> [THE PROBLEM]
Which lines of the data below contain "yields"? Please show them all.

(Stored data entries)
=== Section Start ===
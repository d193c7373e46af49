//! TOML Configuration File Support
//!
//! Centralized configuration loading for parley, supporting a TOML file at
//! `~/.config/parley/parley.toml`.
//!
//! # Configuration Priority
//!
//! Values are resolved with the following priority (highest first):
//! 1. CLI arguments (applied by the caller through [`ConfigOverrides`])
//! 2. Environment variables (`PARLEY_*`)
//! 3. TOML configuration file
//! 4. Default values
//!
//! # Example Configuration
//!
//! ```toml
//! [matchmaker]
//! pair_timeout_ms = 5000
//! waiting_notice = "Waiting for a partner...\n"
//!
//! [bot]
//! reply_delay_ms = 1000
//! max_words = 10
//! max_pending_replies = 8
//!
//! [model]
//! order = 2
//! start_policy = "most_recent"
//!
//! [relay]
//! greeting = "Found one! Say hi.\n"
//! buffer_size = 4096
//!
//! [transport]
//! tcp_addr = "127.0.0.1:4001"
//! websocket_addr = "127.0.0.1:4000"
//! unix_socket = "/run/user/1000/parley.sock"
//! max_connections = 1000
//! ```
//!
//! An empty address string disables that listener.

use std::path::PathBuf;
use std::time::Duration;

use serde::{Deserialize, Serialize};
use thiserror::Error;

use crate::markov::StartPolicy;

// =============================================================================
// Error Types
// =============================================================================

/// Errors that can occur when loading configuration
#[derive(Debug, Error)]
pub enum ConfigError {
    /// Failed to read config file
    #[error("Failed to read config file at {path}: {source}")]
    ReadError {
        /// The path that was attempted
        path: PathBuf,
        /// The underlying IO error
        source: std::io::Error,
    },

    /// Failed to parse TOML
    #[error("Failed to parse TOML config: {0}")]
    ParseError(#[from] toml::de::Error),

    /// Invalid configuration value
    #[error("Invalid configuration: {0}")]
    ValidationError(String),
}

/// Tracks where a configuration value came from
#[derive(Clone, Copy, Debug, PartialEq, Eq, Serialize, Deserialize)]
pub enum ConfigSource {
    /// Value from command-line argument
    Cli,
    /// Value from environment variable
    Env,
    /// Value from TOML configuration file
    File,
    /// Default value
    Default,
}

impl std::fmt::Display for ConfigSource {
    fn fmt(&self, f: &mut std::fmt::Formatter<'_>) -> std::fmt::Result {
        match self {
            Self::Cli => write!(f, "CLI"),
            Self::Env => write!(f, "environment"),
            Self::File => write!(f, "config file"),
            Self::Default => write!(f, "default"),
        }
    }
}

// =============================================================================
// Runtime Configuration
// =============================================================================

/// Rendezvous settings
#[derive(Clone, Debug, PartialEq, Eq)]
pub struct MatchmakerConfig {
    /// How long an offered connection waits for a human before getting a bot
    pub pair_timeout: Duration,
    /// Written to each offered connection before it starts waiting
    pub waiting_notice: String,
}

impl Default for MatchmakerConfig {
    fn default() -> Self {
        Self {
            pair_timeout: Duration::from_secs(5),
            waiting_notice: "Waiting for a partner...\n".to_string(),
        }
    }
}

/// Synthetic partner settings
#[derive(Clone, Debug, PartialEq, Eq)]
pub struct BotConfig {
    /// "Thinking" delay before each reply
    pub reply_delay: Duration,
    /// Upper bound on words per reply
    pub max_words: usize,
    /// Replies that may be waiting out their delay at once; writes arriving
    /// while this many are pending get no reply of their own
    pub max_pending_replies: usize,
}

impl Default for BotConfig {
    fn default() -> Self {
        Self {
            reply_delay: Duration::from_secs(1),
            max_words: 10,
            max_pending_replies: 8,
        }
    }
}

/// Language model settings
#[derive(Clone, Debug, PartialEq, Eq)]
pub struct ModelConfig {
    /// Prefix length N
    pub order: usize,
    /// How generation picks its first prefix
    pub start_policy: StartPolicy,
}

impl Default for ModelConfig {
    fn default() -> Self {
        Self {
            order: 2,
            start_policy: StartPolicy::MostRecent,
        }
    }
}

/// Session relay settings
#[derive(Clone, Debug, PartialEq, Eq)]
pub struct RelayConfig {
    /// Sent to both sides when a session starts
    pub greeting: String,
    /// Copy buffer size per direction in bytes
    pub buffer_size: usize,
}

impl Default for RelayConfig {
    fn default() -> Self {
        Self {
            greeting: "Found one! Say hi.\n".to_string(),
            buffer_size: 4096,
        }
    }
}

/// Listener settings (consumed by the daemon)
#[derive(Clone, Debug, PartialEq, Eq)]
pub struct TransportConfig {
    /// Raw TCP listen address (None = disabled)
    pub tcp_addr: Option<String>,
    /// WebSocket listen address (None = disabled)
    pub websocket_addr: Option<String>,
    /// Unix socket path (None = disabled)
    pub unix_socket: Option<PathBuf>,
    /// Maximum simultaneously open client connections
    pub max_connections: usize,
}

impl Default for TransportConfig {
    fn default() -> Self {
        Self {
            tcp_addr: Some("127.0.0.1:4001".to_string()),
            websocket_addr: Some("127.0.0.1:4000".to_string()),
            unix_socket: None,
            max_connections: 1000,
        }
    }
}

impl TransportConfig {
    /// Whether at least one listener is enabled
    #[must_use]
    pub fn has_listener(&self) -> bool {
        self.tcp_addr.is_some() || self.websocket_addr.is_some() || self.unix_socket.is_some()
    }
}

/// Complete configuration for the service
#[derive(Clone, Debug)]
pub struct ParleyConfig {
    /// Rendezvous settings
    pub matchmaker: MatchmakerConfig,
    /// Bot settings
    pub bot: BotConfig,
    /// Language model settings
    pub model: ModelConfig,
    /// Relay settings
    pub relay: RelayConfig,
    /// Listener settings
    pub transport: TransportConfig,
    /// Path to the config file that was loaded (if any)
    pub config_file_path: Option<PathBuf>,
    source: ConfigSource,
}

impl Default for ParleyConfig {
    fn default() -> Self {
        Self {
            matchmaker: MatchmakerConfig::default(),
            bot: BotConfig::default(),
            model: ModelConfig::default(),
            relay: RelayConfig::default(),
            transport: TransportConfig::default(),
            config_file_path: None,
            source: ConfigSource::Default,
        }
    }
}
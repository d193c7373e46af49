//! Markov Bot
//!
//! [`Bot`] is a synthetic chat partner that behaves like any other
//! connection stream. Whatever its partner writes into it is consumed
//! immediately; each write schedules one reply task that waits for the
//! configured "thinking" delay, generates up to `max_words` words from the
//! shared [`LanguageModel`], and pushes the reply onto the bot's outbound
//! side.
//!
//! # Reply Flow
//!
//! ```text
//!   poll_write("hi") ──► spawn ──► sleep(reply_delay) ──► model.generate()
//!                                                               │
//!   poll_read() ◄────────── unbounded channel ◄──── "reply words\n"
//! ```
//!
//! Each reply is delivered whole. Overlapping replies are delivered in the
//! order they complete. At most `max_pending_replies` replies wait out their
//! delay at once; input arriving beyond that is consumed silently. The bot never reports errors to its partner: an
//! empty generation is simply not sent.

use std::io;
use std::pin::Pin;
use std::task::{Context, Poll};

use tokio::io::{AsyncRead, AsyncWrite, ReadBuf};
use tokio::sync::mpsc;
use tokio::task::AbortHandle;

use crate::config::BotConfig;
use crate::connection::{Connection, Origin};
use crate::markov::LanguageModel;

/// Synthetic partner answering with Markov-generated text
pub struct Bot {
    model: LanguageModel,
    config: BotConfig,
    replies_tx: mpsc::UnboundedSender<Vec<u8>>,
    replies_rx: mpsc::UnboundedReceiver<Vec<u8>>,
    /// Reply currently being read out, and how much of it was consumed
    pending: Vec<u8>,
    pos: usize,
    tasks: Vec<AbortHandle>,
    closed: bool,
}

impl Bot {
    /// Create a bot drawing replies from `model`
    #[must_use]
    pub fn new(model: LanguageModel, config: BotConfig) -> Self {
        let (replies_tx, replies_rx) = mpsc::unbounded_channel();
        Self {
            model,
            config,
            replies_tx,
            replies_rx,
            pending: Vec::new(),
            pos: 0,
            tasks: Vec::new(),
            closed: false,
        }
    }

    /// Wrap the bot as a bot-origin [`Connection`]
    #[must_use]
    pub fn into_connection(self) -> Connection {
        Connection::new(self, Origin::Bot)
    }

    /// Number of reply tasks not yet finished
    #[must_use]
    pub fn pending_replies(&self) -> usize {
        self.tasks.iter().filter(|t| !t.is_finished()).count()
    }

    fn schedule_reply(&mut self) {
        self.tasks.retain(|t| !t.is_finished());
        if self.tasks.len() >= self.config.max_pending_replies {
            tracing::trace!(
                pending = self.tasks.len(),
                "Reply limit reached, input consumed without a reply"
            );
            return;
        }

        let model = self.model.clone();
        let tx = self.replies_tx.clone();
        let delay = self.config.reply_delay;
        let max_words = self.config.max_words;

        let handle = tokio::spawn(async move {
            tokio::time::sleep(delay).await;
            let reply = model.generate(max_words);
            if reply.is_empty() {
                tracing::trace!("Model has nothing to say yet");
                return;
            }
            let mut bytes = reply.into_bytes();
            bytes.push(b'\n');
            // Receiver gone means the bot was dropped mid-reply
            let _ = tx.send(bytes);
        });
        self.tasks.push(handle.abort_handle());
    }

    fn abort_replies(&mut self) {
        for task in self.tasks.drain(..) {
            task.abort();
        }
    }
}

impl AsyncRead for Bot {
    fn poll_read(
        self: Pin<&mut Self>,
        cx: &mut Context<'_>,
        buf: &mut ReadBuf<'_>,
    ) -> Poll<io::Result<()>> {
        let this = self.get_mut();
        loop {
            if this.pos < this.pending.len() {
                let n = buf.remaining().min(this.pending.len() - this.pos);
                buf.put_slice(&this.pending[this.pos..this.pos + n]);
                this.pos += n;
                if this.pos == this.pending.len() {
                    this.pending.clear();
                    this.pos = 0;
                }
                return Poll::Ready(Ok(()));
            }

            if this.closed {
                return Poll::Ready(Ok(()));
            }

            match this.replies_rx.poll_recv(cx) {
                Poll::Ready(Some(reply)) => {
                    this.pending = reply;
                    this.pos = 0;
                }
                Poll::Ready(None) => return Poll::Ready(Ok(())),
                Poll::Pending => return Poll::Pending,
            }
        }
    }
}

impl AsyncWrite for Bot {
    fn poll_write(
        self: Pin<&mut Self>,
        _cx: &mut Context<'_>,
        buf: &[u8],
    ) -> Poll<io::Result<usize>> {
        let this = self.get_mut();
        if this.closed {
            return Poll::Ready(Err(io::Error::new(
                io::ErrorKind::BrokenPipe,
                "bot is closed",
            )));
        }
        if !buf.is_empty() {
            this.schedule_reply();
        }
        Poll::Ready(Ok(buf.len()))
    }

    fn poll_flush(self: Pin<&mut Self>, _cx: &mut Context<'_>) -> Poll<io::Result<()>> {
        Poll::Ready(Ok(()))
    }

    fn poll_shutdown(self: Pin<&mut Self>, _cx: &mut Context<'_>) -> Poll<io::Result<()>> {
        let this = self.get_mut();
        this.closed = true;
        this.abort_replies();
        Poll::Ready(Ok(()))
    }
}

impl Drop for Bot {
    fn drop(&mut self) {
        self.abort_replies();
    }
}
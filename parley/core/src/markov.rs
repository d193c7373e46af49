//! Markov Language Model
//!
//! An order-N word-level Markov chain trained on everything people say
//! through the service, used by the bot to improvise replies.
//!
//! # Structure
//!
//! ```text
//!   Prefix (N words)            successors (duplicates kept)
//!   ["",    ""     ]  ──────►  ["the", "hello", "the"]
//!   ["",    "the"  ]  ──────►  ["quick", "quick"]
//!   ["the", "quick"]  ──────►  ["brown", "red"]
//! ```
//!
//! Every stream starts from the all-empty prefix so the chain also learns how
//! messages begin. Duplicated successors make frequent continuations more
//! likely; selection itself is uniform over the recorded list.
//!
//! # Sharing
//!
//! [`LanguageModel`] is a cheap-clone handle over a single
//! `parking_lot::Mutex`. Ingestion from any number of concurrent sessions and
//! generation for any number of bots are serialized by that lock. The lock is
//! only taken for in-memory table updates and is never held across an await.

use std::collections::HashMap;
use std::str::FromStr;
use std::sync::Arc;

use parking_lot::Mutex;
use rand::rngs::StdRng;
use rand::seq::SliceRandom;
use rand::{Rng, SeedableRng};
use serde::{Deserialize, Serialize};

use crate::config::ModelConfig;
use crate::tee::TextSink;

/// Longest trailing word held back waiting for the rest of a UTF-8 character
pub const MAX_WORD_BYTES: usize = 1024;

/// How generation picks its first prefix
#[derive(Clone, Copy, Debug, Default, PartialEq, Eq, Serialize, Deserialize)]
#[serde(rename_all = "snake_case")]
pub enum StartPolicy {
    /// Continue from the prefix that most recently gained a successor
    #[default]
    MostRecent,
    /// Uniformly random among all distinct prefixes seen
    Random,
}

impl FromStr for StartPolicy {
    type Err = String;

    fn from_str(s: &str) -> Result<Self, Self::Err> {
        match s.to_lowercase().replace('-', "_").as_str() {
            "most_recent" | "recent" => Ok(Self::MostRecent),
            "random" => Ok(Self::Random),
            other => Err(format!("unknown start policy: {other}")),
        }
    }
}

/// N consecutive words used as a lookup key
#[derive(Clone, Debug, PartialEq, Eq, Hash)]
pub struct Prefix(Vec<String>);

impl Prefix {
    /// The start-of-stream prefix: N empty words
    #[must_use]
    pub fn start(order: usize) -> Self {
        Self(vec![String::new(); order])
    }

    /// Build a prefix from explicit words
    #[must_use]
    pub fn from_words(words: &[&str]) -> Self {
        Self(words.iter().map(|w| (*w).to_owned()).collect())
    }

    /// Drop the oldest word and append `word`
    pub fn shift(&mut self, word: &str) {
        if self.0.is_empty() {
            return;
        }
        self.0.remove(0);
        self.0.push(word.to_owned());
    }

    /// Words of this prefix, oldest first
    #[must_use]
    pub fn words(&self) -> &[String] {
        &self.0
    }
}

struct Entry {
    prefix: Prefix,
    successors: Vec<String>,
}

/// Prefix table of an order-N Markov chain
///
/// Plain data; see [`LanguageModel`] for the shared, synchronized handle.
pub struct MarkovChain {
    order: usize,
    /// Distinct prefixes in first-seen order
    entries: Vec<Entry>,
    index: HashMap<Prefix, usize>,
    /// Entry that most recently gained a successor
    last: Option<usize>,
    transitions: usize,
}

impl MarkovChain {
    /// Create an empty chain with N-word prefixes
    #[must_use]
    pub fn new(order: usize) -> Self {
        Self {
            order,
            entries: Vec::new(),
            index: HashMap::new(),
            last: None,
            transitions: 0,
        }
    }

    /// Prefix length N
    #[must_use]
    pub fn order(&self) -> usize {
        self.order
    }

    /// Record `word` as a successor of `prefix`
    pub fn record(&mut self, prefix: &Prefix, word: &str) {
        let idx = match self.index.get(prefix) {
            Some(&idx) => idx,
            None => {
                let idx = self.entries.len();
                self.entries.push(Entry {
                    prefix: prefix.clone(),
                    successors: Vec::new(),
                });
                self.index.insert(prefix.clone(), idx);
                idx
            }
        };
        self.entries[idx].successors.push(word.to_owned());
        self.last = Some(idx);
        self.transitions += 1;
    }

    /// Record a run of words, sliding `prefix` forward past each one
    pub fn ingest_words<'a, I>(&mut self, prefix: &mut Prefix, words: I)
    where
        I: IntoIterator<Item = &'a str>,
    {
        for word in words {
            self.record(prefix, word);
            prefix.shift(word);
        }
    }

    /// Pick a successor of `prefix` uniformly among the recorded ones
    pub fn sample_successor<R: Rng + ?Sized>(&self, prefix: &Prefix, rng: &mut R) -> Option<&str> {
        let idx = *self.index.get(prefix)?;
        self.entries[idx]
            .successors
            .choose(rng)
            .map(String::as_str)
    }

    /// Generate at most `max_words` words
    ///
    /// Returns an empty string when the chain has no data.
    pub fn generate<R: Rng + ?Sized>(
        &self,
        max_words: usize,
        policy: StartPolicy,
        rng: &mut R,
    ) -> String {
        if max_words == 0 || self.entries.is_empty() {
            return String::new();
        }

        let start = match (policy, self.last) {
            (StartPolicy::MostRecent, Some(idx)) => idx,
            _ => rng.gen_range(0..self.entries.len()),
        };
        let mut prefix = self.entries[start].prefix.clone();

        let mut words: Vec<&str> = Vec::with_capacity(max_words);
        while words.len() < max_words {
            let Some(next) = self.sample_successor(&prefix, rng) else {
                break;
            };
            words.push(next);
            prefix.shift(next);
        }
        words.join(" ")
    }

    /// Table size counters
    #[must_use]
    pub fn stats(&self) -> ModelStats {
        ModelStats {
            prefixes: self.entries.len(),
            transitions: self.transitions,
        }
    }
}

/// Size of the prefix table
#[derive(Clone, Copy, Debug, Default, PartialEq, Eq)]
pub struct ModelStats {
    /// Distinct prefixes seen
    pub prefixes: usize,
    /// Total recorded (prefix, successor) observations
    pub transitions: usize,
}

struct ModelState {
    chain: MarkovChain,
    rng: StdRng,
    policy: StartPolicy,
}

/// Process-wide shared language model
///
/// Cloning yields another handle to the same table.
#[derive(Clone)]
pub struct LanguageModel {
    inner: Arc<Mutex<ModelState>>,
}

impl LanguageModel {
    /// Create an empty model seeded from OS entropy
    #[must_use]
    pub fn new(config: &ModelConfig) -> Self {
        Self::with_rng(config, StdRng::from_entropy())
    }

    /// Create an empty model with a fixed random seed
    #[must_use]
    pub fn with_seed(config: &ModelConfig, seed: u64) -> Self {
        Self::with_rng(config, StdRng::seed_from_u64(seed))
    }

    fn with_rng(config: &ModelConfig, rng: StdRng) -> Self {
        Self {
            inner: Arc::new(Mutex::new(ModelState {
                chain: MarkovChain::new(config.order),
                rng,
                policy: config.start_policy,
            })),
        }
    }

    /// Prefix length N
    #[must_use]
    pub fn order(&self) -> usize {
        self.inner.lock().chain.order()
    }

    /// Learn a complete piece of text as its own stream
    pub fn ingest(&self, text: &str) {
        let mut ingestor = self.ingestor();
        ingestor.feed(text.as_bytes());
        ingestor.finish();
    }

    /// Start a new ingestion stream with its own rolling prefix
    #[must_use]
    pub fn ingestor(&self) -> Ingestor {
        Ingestor {
            prefix: Prefix::start(self.order()),
            model: self.clone(),
            partial: Vec::new(),
        }
    }

    /// Generate at most `max_words` space-separated words
    ///
    /// An empty model yields an empty string.
    #[must_use]
    pub fn generate(&self, max_words: usize) -> String {
        let mut state = self.inner.lock();
        let ModelState { chain, rng, policy } = &mut *state;
        chain.generate(max_words, *policy, rng)
    }

    /// Pick one successor of `prefix`, if any were recorded
    #[must_use]
    pub fn sample_successor(&self, prefix: &[&str]) -> Option<String> {
        let prefix = Prefix::from_words(prefix);
        let mut state = self.inner.lock();
        let ModelState { chain, rng, .. } = &mut *state;
        chain.sample_successor(&prefix, rng).map(str::to_owned)
    }

    /// Table size counters
    #[must_use]
    pub fn stats(&self) -> ModelStats {
        self.inner.lock().chain.stats()
    }

    fn learn(&self, prefix: &mut Prefix, words: &[String]) {
        if words.is_empty() {
            return;
        }
        let mut state = self.inner.lock();
        state
            .chain
            .ingest_words(prefix, words.iter().map(String::as_str));
    }
}

/// Per-stream ingestion state
///
/// Keeps the rolling prefix across chunks so that a conversation split over
/// many reads links up. Every chunk is learned as soon as it arrives; only a
/// word cut inside a multi-byte UTF-8 character is held back until the next
/// chunk (or [`TextSink::finish`]) completes it.
pub struct Ingestor {
    model: LanguageModel,
    prefix: Prefix,
    partial: Vec<u8>,
}

impl Ingestor {
    /// Feed raw bytes from the stream
    pub fn feed(&mut self, bytes: &[u8]) {
        let mut data = std::mem::take(&mut self.partial);
        data.extend_from_slice(bytes);

        if let Some(cut) = incomplete_word_start(&data) {
            if data.len() - cut <= MAX_WORD_BYTES {
                self.partial = data.split_off(cut);
            }
        }
        self.learn_bytes(&data);
    }

    /// Flush the held-back word; the stream has ended
    pub fn finish(&mut self) {
        let rest = std::mem::take(&mut self.partial);
        self.learn_bytes(&rest);
    }

    fn learn_bytes(&mut self, bytes: &[u8]) {
        let words: Vec<String> = bytes
            .split(u8::is_ascii_whitespace)
            .filter(|token| !token.is_empty())
            .map(|token| String::from_utf8_lossy(token).into_owned())
            .collect();
        self.model.learn(&mut self.prefix, &words);
    }
}

/// Start of the trailing word when `data` ends inside a UTF-8 sequence
fn incomplete_word_start(data: &[u8]) -> Option<usize> {
    match std::str::from_utf8(data) {
        Err(e) if e.error_len().is_none() => {
            let word_start = data[..e.valid_up_to()]
                .iter()
                .rposition(u8::is_ascii_whitespace)
                .map_or(0, |pos| pos + 1);
            Some(word_start)
        }
        _ => None,
    }
}

impl TextSink for Ingestor {
    fn observe(&mut self, bytes: &[u8]) {
        self.feed(bytes);
    }

    fn finish(&mut self) {
        Ingestor::finish(self);
    }
}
=== Section End ===
> [EXERCISE OUTPUT]
/// Cloning yields another handle to the same table.
    /// An empty model yields an empty string.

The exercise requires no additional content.